As a Facebook user and tech-oriented entrepreneur, it’s quite amazing and scary to think how powerful this platform that Facebook has created is for selling ads. It is clearly understood how this drives the massive amounts of revenue that they are seeing.
The platform is also far more impressive than the AdWords equivalent that Google has created and it’s apparent why Facebook is heavily eating into the advertising revenue that Google had such a strong monopoly over for all of these years.
The Facebook advertising platform used to be quite hit and miss in the early days. There were, and still are, questions about user intention on Facebook vs. Google.
On Google, they are actively searching for something they need, such as a spanner, so if they see an advert for a spanner they are more likely to click on the link compared to if they are looking at pictures of their best friend getting drunk on a Friday night.
I think this is a valid concern, however, Facebook is overcoming it by having such a powerful platform to distribute the ads.
The big risk with Facebook is that the cost of each advert will rise as more and more people realise how powerful the platform is for attracting customers.
I think the market is big enough for Google and Facebook – whether or not both companies can play nicely together is another question altogether!
What do you do when you get the customers?
You have a visitor to your website – great! Now what?
Now you need to build a relationship with them. Most of the time they won’t be inclined to buy something straight away – they might be in an information-gathering state of mind. In this case, give them some information that they will appreciate. Then you have to lead them down your funnel, which is a jazzy way of saying that you will send them a bunch of emails until they give in and buy some stuff off you.

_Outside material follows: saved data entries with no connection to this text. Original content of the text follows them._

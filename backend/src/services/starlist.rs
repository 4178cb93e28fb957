//! Observatory target lists.
//!
//! Configurations are first flattened into [`StarlistEntry`] pointings, one
//! for the science coordinate and one for an attached offset star. Identical
//! pointings are dropped, then every entry gets a name that is unique after
//! truncation to the layout's name width.

use std::collections::HashSet;

use qtty::Degrees;
use serde::{Deserialize, Serialize};

use crate::models::{Configuration, Coordinate, Target};
use crate::services::offset::Offset;

/// Supported target-list layouts.
#[derive(Debug, Clone, Copy, PartialEq, Eq, Default, Serialize, Deserialize)]
#[serde(rename_all = "lowercase")]
pub enum StarlistFormat {
    /// Keck starlist: spaced sexagesimal, `key=value` keywords, `#` comments
    #[default]
    Keck,
    /// Palomar TCS list: colon sexagesimal, keywords after a `!` comment mark
    Palomar,
}

/// Keck name field: at most 15 characters, no embedded whitespace.
pub const KECK_NAME_WIDTH: usize = 15;

/// Palomar name field width.
pub const PALOMAR_NAME_WIDTH: usize = 20;

/// Suffix of the pointing that acquires a configuration's offset star.
pub const OFFSET_STAR_SUFFIX: &str = "_OS";

impl StarlistFormat {
    pub fn name_width(self) -> usize {
        match self {
            StarlistFormat::Keck => KECK_NAME_WIDTH,
            StarlistFormat::Palomar => PALOMAR_NAME_WIDTH,
        }
    }
}

/// One pointing of a target list, before layout.
#[derive(Debug, Clone, PartialEq)]
pub struct StarlistEntry {
    /// Full name with whitespace replaced by `_`; truncated at render time.
    pub name: String,
    pub coordinate: Coordinate,
    pub position_angle: Option<Degrees>,
    /// Offset from this pointing to the science coordinate.
    pub offset: Option<Offset>,
    pub comment: Option<String>,
}

fn entry_name(target: &str, configuration: &str) -> String {
    let raw = if configuration.is_empty() {
        target.to_string()
    } else {
        format!("{}_{}", target, configuration)
    };
    raw.split_whitespace().collect::<Vec<_>>().join("_")
}

/// Pointings for one configuration: the science coordinate, then the offset
/// star when one is attached. Empty when the configuration has no coordinate.
pub fn configuration_entries(target: &Target, config: &Configuration) -> Vec<StarlistEntry> {
    let Some(coordinate) = config.coordinates else {
        return Vec::new();
    };
    let name = entry_name(target.name(), &config.name);
    let position_angle = config.recognized.position_angle;

    let mut entries = vec![StarlistEntry {
        name: name.clone(),
        coordinate,
        position_angle,
        offset: None,
        comment: config.obstype.clone(),
    }];
    if let Some(star) = &config.offset_star {
        entries.push(StarlistEntry {
            name: format!("{}{}", name, OFFSET_STAR_SUFFIX),
            coordinate: star.coordinate,
            position_angle,
            offset: Some(star.offset),
            comment: Some(format!("offset star for {}", name)),
        });
    }
    entries
}

/// Hands out names that stay distinct after truncation to `width`.
///
/// A name that collides with one already issued keeps as much of its prefix
/// as fits in front of a `_2`, `_3`, ... suffix.
struct NameTable {
    width: usize,
    issued: HashSet<String>,
}

impl NameTable {
    fn new(width: usize) -> Self {
        Self {
            width,
            issued: HashSet::new(),
        }
    }

    fn claim(&mut self, name: &str) -> String {
        let truncated: String = name.chars().take(self.width).collect();
        if self.issued.insert(truncated.clone()) {
            return truncated;
        }

        let mut n = 2usize;
        loop {
            let suffix = format!("_{}", n);
            let keep = self.width.saturating_sub(suffix.len());
            let candidate: String = name.chars().take(keep).chain(suffix.chars()).collect();
            if self.issued.insert(candidate.clone()) {
                return candidate;
            }
            n += 1;
        }
    }
}

fn keck_line(name: &str, entry: &StarlistEntry) -> String {
    let mut line = format!(
        "{:<width$} {} 2000",
        name,
        entry.coordinate.to_sexagesimal_spaced(),
        width = KECK_NAME_WIDTH
    );
    if let Some(offset) = &entry.offset {
        line.push_str(&format!(
            " raoff={:.2} decoff={:.2}",
            offset.delta_ra.value(),
            offset.delta_dec.value()
        ));
    }
    if let Some(pa) = entry.position_angle {
        line.push_str(&format!(" rotdest={:.2} rotmode=pa", pa.value()));
    }
    if let Some(comment) = &entry.comment {
        line.push_str(&format!(" # {}", comment));
    }
    line
}

fn palomar_line(name: &str, entry: &StarlistEntry) -> String {
    let mut line = format!(
        "{:<width$} {} 2000.0",
        name,
        entry.coordinate.to_sexagesimal_colons(),
        width = PALOMAR_NAME_WIDTH
    );

    let mut notes: Vec<String> = Vec::new();
    if let Some(offset) = &entry.offset {
        notes.push(format!(
            "raoff={:.2} decoff={:.2}",
            offset.delta_ra.value(),
            offset.delta_dec.value()
        ));
    }
    if let Some(pa) = entry.position_angle {
        notes.push(format!("PA={:.2}", pa.value()));
    }
    if let Some(comment) = &entry.comment {
        notes.push(comment.clone());
    }
    if !notes.is_empty() {
        line.push_str(" ! ");
        line.push_str(&notes.join(" "));
    }
    line
}

/// Target list for every configuration of `targets`, in target then
/// configuration order.
///
/// Targets without configurations contribute a bare line for their own
/// coordinate. Repeated pointings are listed once.
pub fn render_starlist<'a, I>(targets: I, format: StarlistFormat) -> String
where
    I: IntoIterator<Item = &'a Target>,
{
    let mut entries: Vec<StarlistEntry> = Vec::new();
    for target in targets {
        let candidates = if target.configurations().is_empty() {
            let mut bare = Configuration::new("");
            bare.coordinates = target.coordinate().copied();
            configuration_entries(target, &bare)
        } else {
            target
                .configurations()
                .iter()
                .flat_map(|config| configuration_entries(target, config))
                .collect()
        };
        for entry in candidates {
            if !entries.contains(&entry) {
                entries.push(entry);
            }
        }
    }

    let mut names = NameTable::new(format.name_width());
    let lines: Vec<String> = entries
        .iter()
        .map(|entry| {
            let name = names.claim(&entry.name);
            match format {
                StarlistFormat::Keck => keck_line(&name, entry),
                StarlistFormat::Palomar => palomar_line(&name, entry),
            }
        })
        .collect();

    log::debug!("Rendered {} {:?} starlist lines", lines.len(), format);
    let mut out = lines.join("\n");
    if !out.is_empty() {
        out.push('\n');
    }
    out
}

#[cfg(test)]
mod tests {
    use super::*;
    use crate::models::{AngleValue, ConfigSelector, Frame, NewConfiguration};

    fn m82() -> Target {
        let mut target =
            Target::with_coordinate("M82", Coordinate::from_degrees(148.9685, 69.6797).unwrap());
        target
            .add_configuration(
                NewConfiguration::new("primary")
                    .obstype("spectroscopy")
                    .with("slit_length", AngleValue::arcsec(128.0))
                    .with("slit_width", AngleValue::arcsec(1.5))
                    .with("PA", AngleValue::deg(60.0)),
            )
            .unwrap();
        target
    }

    fn with_offset_star(mut target: Target) -> Target {
        target
            .add_offset_star(&"148.928 69.6897".into(), None, Frame::Icrs, &ConfigSelector::All)
            .unwrap();
        target
    }

    #[test]
    fn test_keck_line_layout() {
        let text = render_starlist([&m82()], StarlistFormat::Keck);
        let line = text.lines().next().unwrap();
        assert!(line.starts_with("M82_primary     09 55 52.44 +69 40 46.9 2000"), "{}", line);
        assert!(line.contains("rotdest=60.00 rotmode=pa"));
        assert!(line.ends_with("# spectroscopy"));
        // RA starts in column 17
        assert_eq!(&line[16..18], "09");
    }

    #[test]
    fn test_offset_star_gets_its_own_keck_line() {
        let target = with_offset_star(m82());
        let text = render_starlist([&target], StarlistFormat::Keck);
        let lines: Vec<_> = text.lines().collect();
        assert_eq!(lines.len(), 2, "{}", text);

        // Science line keeps the target coordinate and carries no offsets
        assert!(lines[0].starts_with("M82_primary     09 55 52.44 +69 40 46.9 2000"));
        assert!(!lines[0].contains("raoff"));

        // Star line sits at the star and offsets back to the target
        assert!(
            lines[1].starts_with("M82_primary_OS  09 55 42.72 +69 41 22.9 2000"),
            "{}",
            lines[1]
        );
        assert!(lines[1].contains("raoff=50.62 decoff=-36.00"), "{}", lines[1]);
        assert!(lines[1].contains("rotdest=60.00 rotmode=pa"));
        assert!(lines[1].ends_with("# offset star for M82_primary"));
    }

    #[test]
    fn test_palomar_layout() {
        let target = with_offset_star(m82());
        let text = render_starlist([&target], StarlistFormat::Palomar);
        let lines: Vec<_> = text.lines().collect();
        assert_eq!(lines.len(), 2);
        assert_eq!(
            lines[0],
            "M82_primary          09:55:52.44 +69:40:46.9 2000.0 ! PA=60.00 spectroscopy"
        );
        assert!(
            lines[1].starts_with("M82_primary_OS       09:55:42.72 +69:41:22.9 2000.0 ! raoff=50.62 decoff=-36.00"),
            "{}",
            lines[1]
        );
        // RA starts in column 22
        assert_eq!(&lines[0][21..23], "09");
    }

    #[test]
    fn test_palomar_line_without_notes() {
        let bare = Target::with_coordinate("M101", Coordinate::from_degrees(210.8, 54.35).unwrap());
        let text = render_starlist([&bare], StarlistFormat::Palomar);
        assert_eq!(text, "M101                 14:03:12.00 +54:21:00.0 2000.0\n");
    }

    #[test]
    fn test_names_have_whitespace_removed() {
        assert_eq!(entry_name("NGC 4993", "long slit"), "NGC_4993_long_slit");
        assert_eq!(entry_name("M82", ""), "M82");
    }

    #[test]
    fn test_truncated_names_stay_unique() {
        let mut target =
            Target::with_coordinate("NGC 4993", Coordinate::from_degrees(197.45, -23.38).unwrap());
        for name in ["long slit blue", "long slit red"] {
            target.add_configuration(NewConfiguration::new(name)).unwrap();
        }
        let text = render_starlist([&target], StarlistFormat::Keck);
        let names: Vec<_> = text.lines().map(|l| &l[..KECK_NAME_WIDTH]).collect();
        assert_eq!(names, vec!["NGC_4993_long_s", "NGC_4993_long_2"]);

        // The wider Palomar field keeps both names whole
        let text = render_starlist([&target], StarlistFormat::Palomar);
        let names: Vec<_> = text.lines().map(|l| l[..PALOMAR_NAME_WIDTH].trim_end()).collect();
        assert_eq!(names, vec!["NGC_4993_long_slit_b", "NGC_4993_long_slit_r"]);
    }

    #[test]
    fn test_name_table_suffixes() {
        let mut table = NameTable::new(5);
        assert_eq!(table.claim("abcdefg"), "abcde");
        assert_eq!(table.claim("abcdexyz"), "abc_2");
        assert_eq!(table.claim("abcdeq"), "abc_3");
        assert_eq!(table.claim("ab"), "ab");
    }

    #[test]
    fn test_duplicate_lines_are_dropped() {
        let target = m82();
        let text = render_starlist([&target, &target], StarlistFormat::Keck);
        assert_eq!(text.lines().count(), 1);
    }

    #[test]
    fn test_configuration_without_coordinate_is_skipped() {
        let mut target = Target::new("mystery");
        target.add_configuration(NewConfiguration::new("imaging")).unwrap();
        assert_eq!(render_starlist([&target], StarlistFormat::Keck), "");

        let bare = Target::with_coordinate("M101", Coordinate::from_degrees(210.8, 54.35).unwrap());
        let text = render_starlist([&bare], StarlistFormat::Keck);
        assert!(text.starts_with("M101            14 03 12.00 +54 21 00.0 2000"), "{}", text);
    }

    #[test]
    fn test_format_names() {
        assert_eq!(serde_json::to_string(&StarlistFormat::Palomar).unwrap(), "\"palomar\"");
        let keck: StarlistFormat = serde_json::from_str("\"keck\"").unwrap();
        assert_eq!(keck, StarlistFormat::Keck);
    }
}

Using the PPC platforms for Google and Facebook have a quite a steep learning curve and there are always new developments and techniques. For example, Facebook Messenger and Bots is one of the more recent developments that help businesses contact customers in a way that jumps the proverbial gate.
What’s the best approach?
I think the wisest option is to hire an expert to help you with this or to go on some sort of course, as it is definitely one of the biggest challenges when attempting to acquire customers.